EXERCISE REQUIREMENTS - Please report every line from the material that contains the word "start".

[Opening DATASET section]

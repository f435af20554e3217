mod analysis;
mod api;
mod clock;
mod config;
mod db;
mod error;
mod fetcher;
mod ledger;
mod provider;
mod refresh;
mod state;
mod types;

use std::sync::Arc;
use std::time::Duration;

use tokio::sync::mpsc;
use tracing::{debug, error, info, warn};
use tracing_subscriber::EnvFilter;

use crate::analysis::{AdvisoryOracle, HttpOracle};
use crate::api::health::HealthState;
use crate::api::latency::LatencyStats;
use crate::api::proxy::{self, EdgeProxy};
use crate::api::routes::{router, ApiState};
use crate::clock::{Clock, TokioClock};
use crate::config::{Config, CHANNEL_CAPACITY};
use crate::db::{HistoryWriter, KvStore, SqliteKvStore};
use crate::error::Result;
use crate::fetcher::{RateGate, RateLimitedFetcher, ReqwestTransport, RetryPolicy, Transport};
use crate::ledger::WagerLedger;
use crate::provider::{MatchFeed, ProviderClient, ProviderSettings};
use crate::refresh::RefreshScheduler;
use crate::state::{EdgeCache, TimeSeriesStore};
use crate::types::Credential;

/// How often expired entries are swept from the client and proxy caches.
const CACHE_PURGE_INTERVAL: Duration = Duration::from_secs(60);

#[tokio::main]
async fn main() {
    let cfg = match Config::from_env() {
        Ok(c) => c,
        Err(e) => {
            eprintln!("Config error: {e}");
            std::process::exit(1);
        }
    };

    tracing_subscriber::fmt()
        .with_env_filter(EnvFilter::new(&cfg.log_level))
        .init();

    if let Err(e) = run(cfg).await {
        error!("Fatal error: {e}");
        std::process::exit(1);
    }
}

async fn run(cfg: Config) -> Result<()> {
    // --- Database setup ---
    let pool = sqlx::SqlitePool::connect(&format!("sqlite:{}?mode=rwc", cfg.db_path)).await?;
    sqlx::migrate!("./migrations").run(&pool).await?;
    info!("Database ready at {}", cfg.db_path);
    let kv: Arc<dyn KvStore> = Arc::new(SqliteKvStore::new(pool));

    let (history_tx, history_rx) = mpsc::channel(CHANNEL_CAPACITY);
    let writer = HistoryWriter::new(Arc::clone(&kv), history_rx);
    tokio::spawn(async move { writer.run().await });

    // --- Upstream stack: gate → fetcher → cache → provider ---
    let clock: Arc<dyn Clock> = Arc::new(TokioClock);
    let health = Arc::new(HealthState::new());
    let latency = Arc::new(LatencyStats::new());
    let credential = Credential::new(cfg.credential.clone());
    if credential.is_demo() {
        info!("[CONFIG] demo credential configured; serving canned match data");
    } else if credential.is_empty() {
        warn!("[CONFIG] UPSTREAM_CREDENTIAL is empty; listings will be empty");
    }
    if let Some(proxy_url) = &cfg.proxy_url {
        info!("[CONFIG] routing upstream calls through {proxy_url}");
    }

    let transport: Arc<dyn Transport> =
        Arc::new(ReqwestTransport::new(cfg.proxy_url.clone(), cfg.http_timeout)?);
    let gate = Arc::new(RateGate::new(cfg.min_call_spacing, Arc::clone(&clock)));
    let fetcher = Arc::new(RateLimitedFetcher::new(
        transport,
        gate,
        Arc::clone(&clock),
        RetryPolicy {
            max_retries: cfg.max_retries,
            base_delay: cfg.retry_base_delay,
        },
        Arc::clone(&health),
        Arc::clone(&latency),
    ));
    let edge_cache = Arc::new(EdgeCache::new(Arc::clone(&clock)));
    let provider = Arc::new(ProviderClient::new(
        ProviderSettings::from_config(&cfg),
        fetcher,
        Arc::clone(&edge_cache),
        Arc::clone(&clock),
        Arc::clone(&health),
    ));
    let feed: Arc<dyn MatchFeed> = provider;

    // --- Edge proxy (direct transport, own cache) ---
    let proxy_transport: Arc<dyn Transport> =
        Arc::new(ReqwestTransport::new(None, cfg.http_timeout)?);
    let edge_proxy = Arc::new(EdgeProxy::new(
        proxy_transport,
        EdgeCache::new(Arc::clone(&clock)),
        cfg.proxy_cache_ttl,
    ));

    let purge_cache = Arc::clone(&edge_cache);
    let purge_proxy = Arc::clone(&edge_proxy);
    tokio::spawn(async move {
        let mut ticker = tokio::time::interval(CACHE_PURGE_INTERVAL);
        loop {
            ticker.tick().await;
            let removed = purge_cache.purge_expired();
            if removed > 0 {
                debug!(removed, remaining = purge_cache.len(), "[CACHE] purged expired entries");
            }
            let removed = purge_proxy.purge_expired();
            if removed > 0 {
                debug!(removed, remaining = purge_proxy.cached_len(), "[PROXY] purged expired entries");
            }
        }
    });

    // --- Domain state ---
    let store = Arc::new(TimeSeriesStore::new());
    let ledger = Arc::new(WagerLedger::new(Arc::clone(&kv)));

    let mut scheduler = RefreshScheduler::new(
        Arc::clone(&feed),
        credential.clone(),
        Arc::clone(&store),
        Arc::clone(&kv),
        history_tx,
        Arc::clone(&health),
    );
    if let Some(url) = &cfg.oracle_url {
        let oracle: Arc<dyn AdvisoryOracle> =
            Arc::new(HttpOracle::new(url.clone(), cfg.oracle_timeout)?);
        info!("[ORACLE] advisory predictions enabled ({url})");
        scheduler = scheduler.with_oracle(oracle, cfg.oracle_timeout);
    }
    let scheduler = Arc::new(scheduler);

    // --- Bootstrap listing (informational only) ---
    match feed.list_live_events(&credential).await {
        Ok(events) => {
            info!("Bootstrap complete: {} live events", events.len());
            for e in events.iter().take(10) {
                info!(
                    "[BOOTSTRAP]   {} | {} {} {} ({}') | {}",
                    e.id, e.home_name, e.score, e.away_name, e.minute, e.league_name
                );
            }
        }
        Err(e) => warn!("[BOOTSTRAP] live listing unavailable, continuing: {e}"),
    }

    for match_id in &cfg.tracked_matches {
        ledger.load(match_id).await;
        scheduler.start(match_id, cfg.refresh_interval);
    }
    if cfg.tracked_matches.is_empty() {
        info!("TRACKED_MATCHES not set; use POST /matches/:id/track to start polling");
    }

    // --- HTTP API server ---
    let api_state = ApiState {
        scheduler: Arc::clone(&scheduler),
        feed,
        credential,
        store,
        ledger,
        health,
        latency,
        default_interval: cfg.refresh_interval,
    };
    let app = router(api_state).merge(proxy::router(edge_proxy));
    let bind_addr = format!("0.0.0.0:{}", cfg.api_port);
    let listener = tokio::net::TcpListener::bind(&bind_addr).await?;
    info!("HTTP API listening on {bind_addr}");

    axum::serve(listener, app)
        .with_graceful_shutdown(shutdown_signal(scheduler))
        .await?;

    info!("Shutdown complete");
    Ok(())
}

/// Resolves on Ctrl-C after stopping every polling session.
async fn shutdown_signal(scheduler: Arc<RefreshScheduler>) {
    if let Err(e) = tokio::signal::ctrl_c().await {
        error!("Failed to listen for Ctrl-C, serving until killed: {e}");
        std::future::pending::<()>().await;
    }
    let tracked = scheduler.tracked_ids().len();
    scheduler.stop_all();
    info!(tracked, "[SHUTDOWN] stopped {tracked} polling sessions");
}
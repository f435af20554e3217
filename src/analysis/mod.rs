pub mod features;
pub mod oracle;

pub use features::{api_chart, ApiPoint, FeatureVector};
pub use oracle::{advise, AdvisoryOracle, HttpOracle, Prediction};
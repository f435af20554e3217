/// Row type for reads from the `kv_store` table. Used by sqlx for typed queries.
#[derive(Debug, sqlx::FromRow)]
pub struct KvRow {
    pub value: Vec<u8>,
}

[Closing DATASET section]

RESPONSE AREA -
        scheduler.start(match_id, cfg.refresh_interval);
        info!("TRACKED_MATCHES not set; use POST /matches/:id/track to start polling");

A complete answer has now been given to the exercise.